» THE PROBLEM
Transcribe each record exactly as it appears.
== DATA FOR REVIEW ==
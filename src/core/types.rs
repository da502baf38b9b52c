//! Core data types for the SVM engine

use crate::core::{Result, SvmError};

/// Dense row-major feature matrix with per-row labels.
///
/// This is the ingested form of a training or test set: `rows * cols`
/// feature values laid out row by row, plus one label per row. Labels may
/// be absent for prediction-only test sets.
#[derive(Clone, Debug)]
pub struct DataMatrix {
    values: Vec<f64>,
    rows: usize,
    cols: usize,
    labels: Option<Vec<f64>>,
}

impl DataMatrix {
    /// Create a labeled matrix, validating the buffer and label shapes.
    pub fn new(values: Vec<f64>, rows: usize, cols: usize, labels: Vec<f64>) -> Result<Self> {
        let matrix = Self::unlabeled(values, rows, cols)?;
        if labels.len() != rows {
            return Err(SvmError::InvalidInput(format!(
                "label count {} does not match row count {}",
                labels.len(),
                rows
            )));
        }
        Ok(Self {
            labels: Some(labels),
            ..matrix
        })
    }

    /// Create a matrix without labels (prediction-only data).
    pub fn unlabeled(values: Vec<f64>, rows: usize, cols: usize) -> Result<Self> {
        if rows == 0 || cols == 0 {
            return Err(SvmError::InvalidInput("empty data matrix".to_string()));
        }
        if values.len() != rows * cols {
            return Err(SvmError::InvalidInput(format!(
                "buffer length {} does not match {}x{} matrix",
                values.len(),
                rows,
                cols
            )));
        }
        Ok(Self {
            values,
            rows,
            cols,
            labels: None,
        })
    }

    /// Build a labeled matrix from per-row slices.
    pub fn from_rows(rows: &[Vec<f64>], labels: Vec<f64>) -> Result<Self> {
        if rows.is_empty() {
            return Err(SvmError::InvalidInput("empty data matrix".to_string()));
        }
        let cols = rows[0].len();
        for (i, row) in rows.iter().enumerate() {
            if row.len() != cols {
                return Err(SvmError::InvalidInput(format!(
                    "row {} has {} columns, expected {}",
                    i,
                    row.len(),
                    cols
                )));
            }
        }
        let values = rows.iter().flatten().copied().collect();
        Self::new(values, rows.len(), cols, labels)
    }

    /// Number of rows.
    pub fn rows(&self) -> usize {
        self.rows
    }

    /// The row-major feature buffer.
    pub fn values(&self) -> &[f64] {
        &self.values
    }

    /// Number of feature columns.
    pub fn cols(&self) -> usize {
        self.cols
    }

    /// One feature row as a slice.
    ///
    /// # Panics
    /// Panics if `i >= rows()`.
    pub fn row(&self, i: usize) -> &[f64] {
        &self.values[i * self.cols..(i + 1) * self.cols]
    }

    /// Label of row `i`, if labels are present.
    pub fn label(&self, i: usize) -> Option<f64> {
        self.labels.as_ref().map(|l| l[i])
    }

    /// All labels, if present.
    pub fn labels(&self) -> Option<&[f64]> {
        self.labels.as_deref()
    }

    /// Whether labels were supplied.
    pub fn is_labeled(&self) -> bool {
        self.labels.is_some()
    }

    /// Distinct label values in ascending order.
    ///
    /// Used by classification scenarios to enumerate classes. Returns an
    /// empty vector for unlabeled data.
    pub fn distinct_labels(&self) -> Vec<f64> {
        let mut out: Vec<f64> = match &self.labels {
            Some(labels) => labels.clone(),
            None => return Vec::new(),
        };
        out.sort_by(|a, b| a.partial_cmp(b).unwrap_or(std::cmp::Ordering::Equal));
        out.dedup();
        out
    }
}

/// Squared Euclidean distance between two dense feature rows.
pub fn squared_distance(x: &[f64], y: &[f64]) -> f64 {
    x.iter()
        .zip(y.iter())
        .map(|(a, b)| {
            let d = a - b;
            d * d
        })
        .sum()
}

/// Dot product of two dense feature rows.
pub fn dot(x: &[f64], y: &[f64]) -> f64 {
    x.iter().zip(y.iter()).map(|(a, b)| a * b).sum()
}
===
» PROBLEM SOLUTION
filename src/core/types.rs
repository da502baf38b9b52c
//! Core data types for the SVM engine

use crate::core::{Result, SvmError};

/// Dense row-major feature matrix with per-row labels.
///
/// This is the ingested form of a training or test set: `rows * cols`
/// feature values laid out row by row, plus one label per row. Labels may
/// be absent for prediction-only test sets.
#[derive(Clone, Debug)]
pub struct DataMatrix {
    values: Vec<f64>,
    rows: usize,
    cols: usize,
    labels: Option<Vec<f64>>,
}

impl DataMatrix {
    /// Create a labeled matrix, validating the buffer and label shapes.
    pub fn new(values: Vec<f64>, rows: usize, cols: usize, labels: Vec<f64>) -> Result<Self> {
        let matrix = Self::unlabeled(values, rows, cols)?;
        if labels.len() != rows {
            return Err(SvmError::InvalidInput(format!(
                "label count {} does not match row count {}",
                labels.len(),
                rows
            )));
        }
        Ok(Self {
            labels: Some(labels),
            ..matrix
        })
    }

    /// Create a matrix without labels (prediction-only data).
    pub fn unlabeled(values: Vec<f64>, rows: usize, cols: usize) -> Result<Self> {
        if rows == 0 || cols == 0 {
            return Err(SvmError::InvalidInput("empty data matrix".to_string()));
        }
        if values.len() != rows * cols {
            return Err(SvmError::InvalidInput(format!(
                "buffer length {} does not match {}x{} matrix",
                values.len(),
                rows,
                cols
            )));
        }
        Ok(Self {
            values,
            rows,
            cols,
            labels: None,
        })
    }

    /// Build a labeled matrix from per-row slices.
    pub fn from_rows(rows: &[Vec<f64>], labels: Vec<f64>) -> Result<Self> {
        if rows.is_empty() {
            return Err(SvmError::InvalidInput("empty data matrix".to_string()));
        }
        let cols = rows[0].len();
        for (i, row) in rows.iter().enumerate() {
            if row.len() != cols {
                return Err(SvmError::InvalidInput(format!(
                    "row {} has {} columns, expected {}",
                    i,
                    row.len(),
                    cols
                )));
            }
        }
        let values = rows.iter().flatten().copied().collect();
        Self::new(values, rows.len(), cols, labels)
    }

    /// Number of rows.
    pub fn rows(&self) -> usize {
        self.rows
    }

    /// The row-major feature buffer.
    pub fn values(&self) -> &[f64] {
        &self.values
    }

    /// Number of feature columns.
    pub fn cols(&self) -> usize {
        self.cols
    }

    /// One feature row as a slice.
    ///
    /// # Panics
    /// Panics if `i >= rows()`.
    pub fn row(&self, i: usize) -> &[f64] {
        &self.values[i * self.cols..(i + 1) * self.cols]
    }

    /// Label of row `i`, if labels are present.
    pub fn label(&self, i: usize) -> Option<f64> {
        self.labels.as_ref().map(|l| l[i])
    }

    /// All labels, if present.
    pub fn labels(&self) -> Option<&[f64]> {
        self.labels.as_deref()
    }

    /// Whether labels were supplied.
    pub fn is_labeled(&self) -> bool {
        self.labels.is_some()
    }

    /// Distinct label values in ascending order.
    ///
    /// Used by classification scenarios to enumerate classes. Returns an
    /// empty vector for unlabeled data.
    pub fn distinct_labels(&self) -> Vec<f64> {
        let mut out: Vec<f64> = match &self.labels {
            Some(labels) => labels.clone(),
            None => return Vec::new(),
        };
        out.sort_by(|a, b| a.partial_cmp(b).unwrap_or(std::cmp::Ordering::Equal));
        out.dedup();
        out
    }
}

/// Squared Euclidean distance between two dense feature rows.
pub fn squared_distance(x: &[f64], y: &[f64]) -> f64 {
    x.iter()
        .zip(y.iter())
        .map(|(a, b)| {
            let d = a - b;
            d * d
        })
        .sum()
}

/// Dot product of two dense feature rows.
pub fn dot(x: &[f64], y: &[f64]) -> f64 {
    x.iter().zip(y.iter()).map(|(a, b)| a * b).sum()
}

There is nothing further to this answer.